▶ **What is expected**
Go through the entries and copy each one exactly. Leave none out.

** Input follows **

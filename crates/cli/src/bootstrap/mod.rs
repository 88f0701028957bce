pub mod config;
pub mod layer;
pub mod logging;

pub use config::{load_config, log_config};
pub use layer::{build_layer, SqliteLayer};
pub use logging::init_logging;
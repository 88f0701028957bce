use serde::{Deserialize, Serialize};

/// Logging configuration
#[derive(Debug, Clone, Deserialize, Serialize)]
pub struct LoggingConfig {
    /// Log level (default: "info")
    /// Options: "trace", "debug", "info", "warn", "error"
    #[serde(default = "default_log_level")]
    pub level: String,

    /// Emit JSON lines instead of human-readable output (default: false)
    #[serde(default)]
    pub json: bool,
}

impl Default for LoggingConfig {
    fn default() -> Self {
        Self {
            level: default_log_level(),
            json: false,
        }
    }
}

fn default_log_level() -> String {
    "info".to_string()
}
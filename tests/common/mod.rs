#![allow(dead_code)]

mod fixtures;

pub use fixtures::*;
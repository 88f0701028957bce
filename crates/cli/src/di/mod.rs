use crate::bootstrap::SqliteLayer;
use quire_application::ports::{
    CacheSweeper, ConnectionReclaimer, RateLimitSweeper, ReplicaMonitor,
};
use quire_domain::Config;
use quire_jobs::{
    CacheCompactionJob, IdleConnectionReaperJob, JobRunner, RateLimitSweepJob, ReplicaLagMonitorJob,
};
use std::sync::Arc;
use tokio::task::JoinHandle;
use tokio_util::sync::CancellationToken;

/// Register the maintenance jobs against the layer's components. All jobs
/// stop when `shutdown` is cancelled.
pub async fn start_jobs(
    config: &Config,
    layer: &SqliteLayer,
    shutdown: CancellationToken,
) -> Vec<JoinHandle<()>> {
    let reclaimer: Arc<dyn ConnectionReclaimer> = layer.pools().clone();
    let monitor: Arc<dyn ReplicaMonitor> = layer.isolator().clone();
    let sweeper: Arc<dyn CacheSweeper> = layer.cache().clone();
    let limiter: Arc<dyn RateLimitSweeper> = layer.limiter().clone();

    JobRunner::new()
        .with_idle_reaper(
            IdleConnectionReaperJob::new(reclaimer, config.pool.idle_timeout())
                .with_interval(config.jobs.idle_sweep_interval)
                .with_cancellation(shutdown.clone()),
        )
        .with_lag_monitor(
            ReplicaLagMonitorJob::new(monitor)
                .with_interval(config.jobs.lag_check_interval)
                .with_cancellation(shutdown.clone()),
        )
        .with_cache_compaction(
            CacheCompactionJob::new(sweeper)
                .with_interval(config.jobs.cache_compaction_interval)
                .with_cancellation(shutdown.clone()),
        )
        .with_rate_limit_sweep(
            RateLimitSweepJob::new(limiter)
                .with_interval(config.jobs.rate_limit_sweep_interval)
                .with_cancellation(shutdown),
        )
        .start()
        .await
}
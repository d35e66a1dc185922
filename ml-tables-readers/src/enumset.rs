//! Categorical encoding
//!
//! An [`Enumset`] maps category text to a dense ordinal, assigned in order
//! of first appearance. Clones share the same table, so every reader of a
//! column sees the same ordinals. A frozen handle refuses to grow the table.

use std::collections::HashMap;
use std::sync::{Arc, Mutex, MutexGuard, PoisonError};

use tracing::trace;

use crate::error::{Error, Result};

#[derive(Debug, Default)]
struct Dictionary {
    ordinals: HashMap<String, i64>,
    texts: Vec<String>,
}

impl Dictionary {
    fn insert(&mut self, text: &str) -> i64 {
        if let Some(&ordinal) = self.ordinals.get(text) {
            return ordinal;
        }
        let ordinal = i64::try_from(self.texts.len()).unwrap_or(i64::MAX);
        self.ordinals.insert(text.to_string(), ordinal);
        self.texts.push(text.to_string());
        ordinal
    }
}

/// Shared value to ordinal table of one enumeration
#[derive(Debug, Clone, Default)]
pub struct Enumset {
    inner: Arc<Mutex<Dictionary>>,
    frozen: bool,
}

impl Enumset {
    /// Create an empty growing enumeration
    pub fn new() -> Self {
        Self::default()
    }

    /// Create a growing enumeration seeded with `values` in order
    pub fn from_values<S: AsRef<str>>(values: &[S]) -> Self {
        let set = Self::new();
        {
            let mut dict = set.lock();
            for v in values {
                dict.insert(v.as_ref());
            }
        }
        set
    }

    /// Handle on the same table that fails on unseen values
    #[must_use]
    pub fn frozen(&self) -> Self {
        Self {
            inner: Arc::clone(&self.inner),
            frozen: true,
        }
    }

    /// Check if this handle refuses new values
    pub fn is_frozen(&self) -> bool {
        self.frozen
    }

    /// Ordinal of `text`, assigning the next one if it is new
    pub fn enumerate(&self, text: &str) -> Result<i64> {
        let mut dict = self.lock();
        if let Some(&ordinal) = dict.ordinals.get(text) {
            return Ok(ordinal);
        }
        if self.frozen {
            return Err(Error::UnknownCategory(text.to_string()));
        }
        let ordinal = dict.insert(text);
        trace!(text, ordinal, "new category");
        Ok(ordinal)
    }

    /// Ordinal of a known value
    pub fn ordinal(&self, text: &str) -> Option<i64> {
        self.lock().ordinals.get(text).copied()
    }

    /// Text of a known ordinal
    pub fn text(&self, ordinal: i64) -> Option<String> {
        let index = usize::try_from(ordinal).ok()?;
        self.lock().texts.get(index).cloned()
    }

    /// Known values ordered by ordinal
    pub fn values(&self) -> Vec<String> {
        self.lock().texts.clone()
    }

    /// Number of known values
    pub fn len(&self) -> usize {
        self.lock().texts.len()
    }

    /// Check if no value is known
    pub fn is_empty(&self) -> bool {
        self.len() == 0
    }

    fn lock(&self) -> MutexGuard<'_, Dictionary> {
        self.inner.lock().unwrap_or_else(PoisonError::into_inner)
    }
}

#[cfg(test)]
mod tests {
    use super::*;
    use std::thread;

    #[test]
    fn test_ordinals_follow_first_appearance() {
        let set = Enumset::new();
        assert_eq!(set.enumerate("red").unwrap(), 0);
        assert_eq!(set.enumerate("green").unwrap(), 1);
        assert_eq!(set.enumerate("red").unwrap(), 0);
        assert_eq!(set.values(), vec!["red", "green"]);
        assert_eq!(set.text(1).as_deref(), Some("green"));
        assert_eq!(set.text(-1), None);
    }

    #[test]
    fn test_frozen_rejects_unseen() {
        let set = Enumset::from_values(&["a", "b"]);
        let frozen = set.frozen();
        assert_eq!(frozen.enumerate("b").unwrap(), 1);
        assert!(matches!(frozen.enumerate("c"), Err(Error::UnknownCategory(c)) if c == "c"));
        assert_eq!(set.len(), 2);
    }

    #[test]
    fn test_clones_share_table() {
        let set = Enumset::new();
        let handles: Vec<_> = (0..4)
            .map(|k| {
                let set = set.clone();
                thread::spawn(move || {
                    for i in 0..50 {
                        set.enumerate(&format!("v{}", (i + k) % 10)).unwrap();
                    }
                })
            })
            .collect();
        for h in handles {
            h.join().unwrap();
        }
        assert_eq!(set.len(), 10);
        let mut ordinals: Vec<i64> = set.values().iter().filter_map(|v| set.ordinal(v)).collect();
        ordinals.sort_unstable();
        assert_eq!(ordinals, (0..10).collect::<Vec<_>>());
    }
}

** End of Input **

▶ **Solution to this task**
filename crates/cli/src/bootstrap/mod.rs
repository 88f0701028957bce
pub mod config;
pub mod layer;
pub mod logging;

pub use config::{load_config, log_config};
pub use layer::{build_layer, SqliteLayer};
pub use logging::init_logging;
repository 88f0701028957bce
use serde::{Deserialize, Serialize};

/// Logging configuration
#[derive(Debug, Clone, Deserialize, Serialize)]
pub struct LoggingConfig {
    /// Log level (default: "info")
    /// Options: "trace", "debug", "info", "warn", "error"
    #[serde(default = "default_log_level")]
    pub level: String,

    /// Emit JSON lines instead of human-readable output (default: false)
    #[serde(default)]
    pub json: bool,
}

impl Default for LoggingConfig {
    fn default() -> Self {
        Self {
            level: default_log_level(),
            json: false,
        }
    }
}

fn default_log_level() -> String {
    "info".to_string()
}
filename tests/common/mod.rs
#![allow(dead_code)]

mod fixtures;

pub use fixtures::*;
repository 88f0701028957bce
filename crates/cli/src/di/mod.rs
use crate::bootstrap::SqliteLayer;
use quire_application::ports::{
    CacheSweeper, ConnectionReclaimer, RateLimitSweeper, ReplicaMonitor,
};
use quire_domain::Config;
use quire_jobs::{
    CacheCompactionJob, IdleConnectionReaperJob, JobRunner, RateLimitSweepJob, ReplicaLagMonitorJob,
};
use std::sync::Arc;
use tokio::task::JoinHandle;
use tokio_util::sync::CancellationToken;

/// Register the maintenance jobs against the layer's components. All jobs
/// stop when `shutdown` is cancelled.
pub async fn start_jobs(
    config: &Config,
    layer: &SqliteLayer,
    shutdown: CancellationToken,
) -> Vec<JoinHandle<()>> {
    let reclaimer: Arc<dyn ConnectionReclaimer> = layer.pools().clone();
    let monitor: Arc<dyn ReplicaMonitor> = layer.isolator().clone();
    let sweeper: Arc<dyn CacheSweeper> = layer.cache().clone();
    let limiter: Arc<dyn RateLimitSweeper> = layer.limiter().clone();

    JobRunner::new()
        .with_idle_reaper(
            IdleConnectionReaperJob::new(reclaimer, config.pool.idle_timeout())
                .with_interval(config.jobs.idle_sweep_interval)
                .with_cancellation(shutdown.clone()),
        )
        .with_lag_monitor(
            ReplicaLagMonitorJob::new(monitor)
                .with_interval(config.jobs.lag_check_interval)
                .with_cancellation(shutdown.clone()),
        )
        .with_cache_compaction(
            CacheCompactionJob::new(sweeper)
                .with_interval(config.jobs.cache_compaction_interval)
                .with_cancellation(shutdown.clone()),
        )
        .with_rate_limit_sweep(
            RateLimitSweepJob::new(limiter)
                .with_interval(config.jobs.rate_limit_sweep_interval)
                .with_cancellation(shutdown),
        )
        .start()
        .await
}
repository d35e66a1dc185922
filename ml-tables-readers/src/enumset.rs
//! Categorical encoding
//!
//! An [`Enumset`] maps category text to a dense ordinal, assigned in order
//! of first appearance. Clones share the same table, so every reader of a
//! column sees the same ordinals. A frozen handle refuses to grow the table.

use std::collections::HashMap;
use std::sync::{Arc, Mutex, MutexGuard, PoisonError};

use tracing::trace;

use crate::error::{Error, Result};

#[derive(Debug, Default)]
struct Dictionary {
    ordinals: HashMap<String, i64>,
    texts: Vec<String>,
}

impl Dictionary {
    fn insert(&mut self, text: &str) -> i64 {
        if let Some(&ordinal) = self.ordinals.get(text) {
            return ordinal;
        }
        let ordinal = i64::try_from(self.texts.len()).unwrap_or(i64::MAX);
        self.ordinals.insert(text.to_string(), ordinal);
        self.texts.push(text.to_string());
        ordinal
    }
}

/// Shared value to ordinal table of one enumeration
#[derive(Debug, Clone, Default)]
pub struct Enumset {
    inner: Arc<Mutex<Dictionary>>,
    frozen: bool,
}

impl Enumset {
    /// Create an empty growing enumeration
    pub fn new() -> Self {
        Self::default()
    }

    /// Create a growing enumeration seeded with `values` in order
    pub fn from_values<S: AsRef<str>>(values: &[S]) -> Self {
        let set = Self::new();
        {
            let mut dict = set.lock();
            for v in values {
                dict.insert(v.as_ref());
            }
        }
        set
    }

    /// Handle on the same table that fails on unseen values
    #[must_use]
    pub fn frozen(&self) -> Self {
        Self {
            inner: Arc::clone(&self.inner),
            frozen: true,
        }
    }

    /// Check if this handle refuses new values
    pub fn is_frozen(&self) -> bool {
        self.frozen
    }

    /// Ordinal of `text`, assigning the next one if it is new
    pub fn enumerate(&self, text: &str) -> Result<i64> {
        let mut dict = self.lock();
        if let Some(&ordinal) = dict.ordinals.get(text) {
            return Ok(ordinal);
        }
        if self.frozen {
            return Err(Error::UnknownCategory(text.to_string()));
        }
        let ordinal = dict.insert(text);
        trace!(text, ordinal, "new category");
        Ok(ordinal)
    }

    /// Ordinal of a known value
    pub fn ordinal(&self, text: &str) -> Option<i64> {
        self.lock().ordinals.get(text).copied()
    }

    /// Text of a known ordinal
    pub fn text(&self, ordinal: i64) -> Option<String> {
        let index = usize::try_from(ordinal).ok()?;
        self.lock().texts.get(index).cloned()
    }

    /// Known values ordered by ordinal
    pub fn values(&self) -> Vec<String> {
        self.lock().texts.clone()
    }

    /// Number of known values
    pub fn len(&self) -> usize {
        self.lock().texts.len()
    }

    /// Check if no value is known
    pub fn is_empty(&self) -> bool {
        self.len() == 0
    }

    fn lock(&self) -> MutexGuard<'_, Dictionary> {
        self.inner.lock().unwrap_or_else(PoisonError::into_inner)
    }
}

#[cfg(test)]
mod tests {
    use super::*;
    use std::thread;

    #[test]
    fn test_ordinals_follow_first_appearance() {
        let set = Enumset::new();
        assert_eq!(set.enumerate("red").unwrap(), 0);
        assert_eq!(set.enumerate("green").unwrap(), 1);
        assert_eq!(set.enumerate("red").unwrap(), 0);
        assert_eq!(set.values(), vec!["red", "green"]);
        assert_eq!(set.text(1).as_deref(), Some("green"));
        assert_eq!(set.text(-1), None);
    }

    #[test]
    fn test_frozen_rejects_unseen() {
        let set = Enumset::from_values(&["a", "b"]);
        let frozen = set.frozen();
        assert_eq!(frozen.enumerate("b").unwrap(), 1);
        assert!(matches!(frozen.enumerate("c"), Err(Error::UnknownCategory(c)) if c == "c"));
        assert_eq!(set.len(), 2);
    }

    #[test]
    fn test_clones_share_table() {
        let set = Enumset::new();
        let handles: Vec<_> = (0..4)
            .map(|k| {
                let set = set.clone();
                thread::spawn(move || {
                    for i in 0..50 {
                        set.enumerate(&format!("v{}", (i + k) % 10)).unwrap();
                    }
                })
            })
            .collect();
        for h in handles {
            h.join().unwrap();
        }
        assert_eq!(set.len(), 10);
        let mut ordinals: Vec<i64> = set.values().iter().filter_map(|v| set.ordinal(v)).collect();
        ordinals.sort_unstable();
        assert_eq!(ordinals, (0..10).collect::<Vec<_>>());
    }
}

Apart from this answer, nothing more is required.